Adaptive Trials: Is Your Study Equipped To Adapt?

Imagine, for a moment, you’re a data manager overseeing a Phase I study. Your endpoints are set, your database built and deployed, and your data collected. Now it’s time to cross your fingers, unblind your database, and hope for favorable tolerability results for the dosage you established. 

To your dismay, you discover you’ve overestimated the maximum tolerated dosage. What’s worse, had you been able to access the database during the study, you could have discovered this shortly after deployment and made protocol modifications that would have saved you time, money, and energy that has now been spent in vain. It’s an outcome that would be a shame to repeat. 

You resolve to empower yourself to make those modifications by taking an adaptive approach to trial design for future studies — and to invest in the tools that make adaptive trials possible.

Adaptive Trials and Electronic Data Capture (EDC)

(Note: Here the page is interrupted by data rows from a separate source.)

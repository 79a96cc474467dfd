//! The provisional element graph populated during parsing.

use crate::classes::{ClassId, TUNNEL_TYPE};
use crate::Landmark;
use fxhash::FxHashMap;

///
/// A reference to one port of one element.
///
#[derive(Debug, Clone, Copy, PartialEq, Eq, Hash)]
pub struct PortRef {
    pub element: usize,
    pub port: usize,
}

impl PortRef {
    pub fn new(element: usize, port: usize) -> Self {
        Self { element, port }
    }
}

///
/// The provisional graph: elements, their classes, configuration
/// strings and landmarks in lockstep vectors, plus the directed
/// hookup list.
///
/// Connection order is preserved; it is the only tie-break for
/// diagnostics during expansion.
///
#[derive(Debug, Default)]
pub struct Graph {
    pub(crate) elements: Vec<ClassId>,
    pub(crate) element_names: Vec<String>,
    pub(crate) element_configurations: Vec<String>,
    pub(crate) element_landmarks: Vec<Landmark>,
    pub(crate) element_map: FxHashMap<String, usize>,

    pub(crate) hookup_from: Vec<PortRef>,
    pub(crate) hookup_to: Vec<PortRef>,

    pub(crate) requirements: Vec<String>,

    /// Subtracted from the element count when generating anonymous
    /// names: 0 at top level, 2 inside a compound body to skip the
    /// `input`/`output` stubs.
    pub(crate) anonymous_offset: usize,
}

impl Graph {
    pub fn new() -> Self {
        Self::default()
    }

    pub fn clear(&mut self) {
        self.elements.clear();
        self.element_names.clear();
        self.element_configurations.clear();
        self.element_landmarks.clear();
        self.element_map.clear();
        self.hookup_from.clear();
        self.hookup_to.clear();
        self.requirements.clear();
        self.anonymous_offset = 0;
    }

    /// The number of elements.
    pub fn len(&self) -> usize {
        self.elements.len()
    }

    pub fn is_empty(&self) -> bool {
        self.elements.is_empty()
    }

    ///
    /// Returns the element bound to `name`, creating it if necessary.
    ///
    pub fn get_element(
        &mut self,
        name: String,
        class: ClassId,
        configuration: String,
        landmark: Landmark,
    ) -> usize {
        if let Some(&idx) = self.element_map.get(&name) {
            return idx;
        }

        let idx = self.elements.len();
        self.element_map.insert(name.clone(), idx);
        self.element_names.push(name);
        self.element_configurations.push(configuration);
        self.element_landmarks.push(landmark);
        self.elements.push(class);
        idx
    }

    ///
    /// Generates an unused `Class@N` name for an anonymous element.
    ///
    pub fn anon_element_name(&self, class_name: &str) -> String {
        let mut anonymizer = self.elements.len() - self.anonymous_offset + 1;
        let mut name = format!("{}@{}", class_name, anonymizer);
        while self.element_map.contains_key(&name) {
            anonymizer += 1;
            name = format!("{}@{}", class_name, anonymizer);
        }
        name
    }

    ///
    /// Appends a directed connection. Unspecified ports normalize to
    /// port 0.
    ///
    pub fn connect(&mut self, from: usize, from_port: Option<usize>, to: usize, to_port: Option<usize>) {
        self.connect_ports(
            PortRef::new(from, from_port.unwrap_or(0)),
            PortRef::new(to, to_port.unwrap_or(0)),
        );
    }

    pub(crate) fn connect_ports(&mut self, from: PortRef, to: PortRef) {
        debug_assert!(from.element < self.elements.len() && to.element < self.elements.len());
        self.hookup_from.push(from);
        self.hookup_to.push(to);
    }

    ///
    /// The name of an element, or a sentinel for invalid indices.
    ///
    pub fn element_name(&self, idx: usize) -> String {
        if idx >= self.elements.len() {
            "##no-such-element##".to_string()
        } else if !self.element_names[idx].is_empty() {
            self.element_names[idx].clone()
        } else if self.elements[idx] == TUNNEL_TYPE {
            format!("<tunnel@{}>", idx)
        } else {
            format!("<anon@{}>", idx)
        }
    }

    ///
    /// The landmark of an element, or the unknown landmark for invalid
    /// indices.
    ///
    pub fn element_landmark(&self, idx: usize) -> Landmark {
        if idx >= self.element_landmarks.len() {
            Landmark::unknown()
        } else {
            self.element_landmarks[idx].clone()
        }
    }

    ///
    /// Collects the far ends of every connection whose near end equals
    /// `this_end`; `is_out` selects which side of the hookup lists the
    /// near end lives on.
    ///
    pub(crate) fn find_connections(&self, this_end: PortRef, is_out: bool, into: &mut Vec<PortRef>) {
        let (hookup_this, hookup_that) = if is_out {
            (&self.hookup_from, &self.hookup_to)
        } else {
            (&self.hookup_to, &self.hookup_from)
        };
        for i in 0..hookup_this.len() {
            if hookup_this[i] == this_end {
                into.push(hookup_that[i]);
            }
        }
    }
}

A traditionally designed clinical trial is, by nature, a roll of the dice. Once a database is deployed, researchers can’t make many changes until the end of the study. In adaptive trials, however, databases can be unblinded while the study is in progress so that researchers can make changes to certain endpoints as needed, creating the potential for substantial time and monetary savings. 

But while more researchers than ever before are investing in Electronic Data Capture (EDC) software to enhance the efficiency of their research, many EDC companies aren’t effective in accommodating adaptive designs and are thus limited in offering the efficiency those designs make possible. 

Some EDCs, for example, when a mid-study discovery in an adaptive trial calls for a modification of the study’s endpoints, require researchers to take the entire database offline, perform complex modifications upon it, and ultimately push it live again. The time and resources spent on such an endeavor negate much or all of the efficiency of an adaptive design.

Adaptive trials are most common in Phase I, but some pharma experts see increasing adoption of the approach in Phases II and III.(1) As the trend spreads across the clinical research landscape, the EDC companies best positioned to serve the needs of the industry will be those that are capable of managing adaptive trials with efficiency. 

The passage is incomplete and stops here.